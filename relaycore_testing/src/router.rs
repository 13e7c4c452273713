//! Run a router on an ephemeral port for end-to-end tests.

use std::net::SocketAddr;

use relaycore::{
    Result,
    frame::FrameConfig,
    router::{RouterClient, RouterConfig, serve},
};
use rstest::fixture;
use tokio::{net::TcpListener, task::JoinHandle};
use tokio_util::sync::CancellationToken;

/// A router serving on `127.0.0.1` with an OS-assigned port.
#[derive(Debug)]
pub struct RouterHarness {
    addr: SocketAddr,
    frame: FrameConfig,
    shutdown: CancellationToken,
    task: JoinHandle<Result<()>>,
}

impl RouterHarness {
    /// Start a router with `config`; its listen address is ignored.
    ///
    /// # Panics
    ///
    /// Panics if no local port can be bound.
    pub async fn start(config: RouterConfig) -> Self {
        let listener = TcpListener::bind("127.0.0.1:0")
            .await
            .expect("bind ephemeral port");
        let addr = listener.local_addr().expect("local addr");
        let shutdown = CancellationToken::new();
        let task = tokio::spawn(serve(listener, config, shutdown.clone()));
        Self {
            addr,
            frame: config.frame,
            shutdown,
            task,
        }
    }

    /// Address the router accepts on.
    #[must_use]
    pub fn addr(&self) -> SocketAddr { self.addr }

    /// Connect a client using the router's frame limits.
    ///
    /// # Panics
    ///
    /// Panics if the connection fails.
    pub async fn client(&self) -> RouterClient {
        RouterClient::connect(self.addr, self.frame)
            .await
            .expect("connect to router")
    }

    /// Cancel the accept loop and wait for open connections to drain.
    ///
    /// # Panics
    ///
    /// Panics if the router task failed or panicked.
    pub async fn stop(self) {
        self.shutdown.cancel();
        self.task
            .await
            .expect("router task")
            .expect("router stopped cleanly");
    }
}

/// Router with default configuration.
#[fixture]
pub async fn router() -> RouterHarness { RouterHarness::start(RouterConfig::default()).await }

TASK REQUIREMENTS: All lines in the records that contain "frame" are to be copied and returned.

PROBLEM SOLUTION:
    frame::FrameConfig,
    frame: FrameConfig,
            frame: config.frame,
    /// Connect a client using the router's frame limits.
        RouterClient::connect(self.addr, self.frame)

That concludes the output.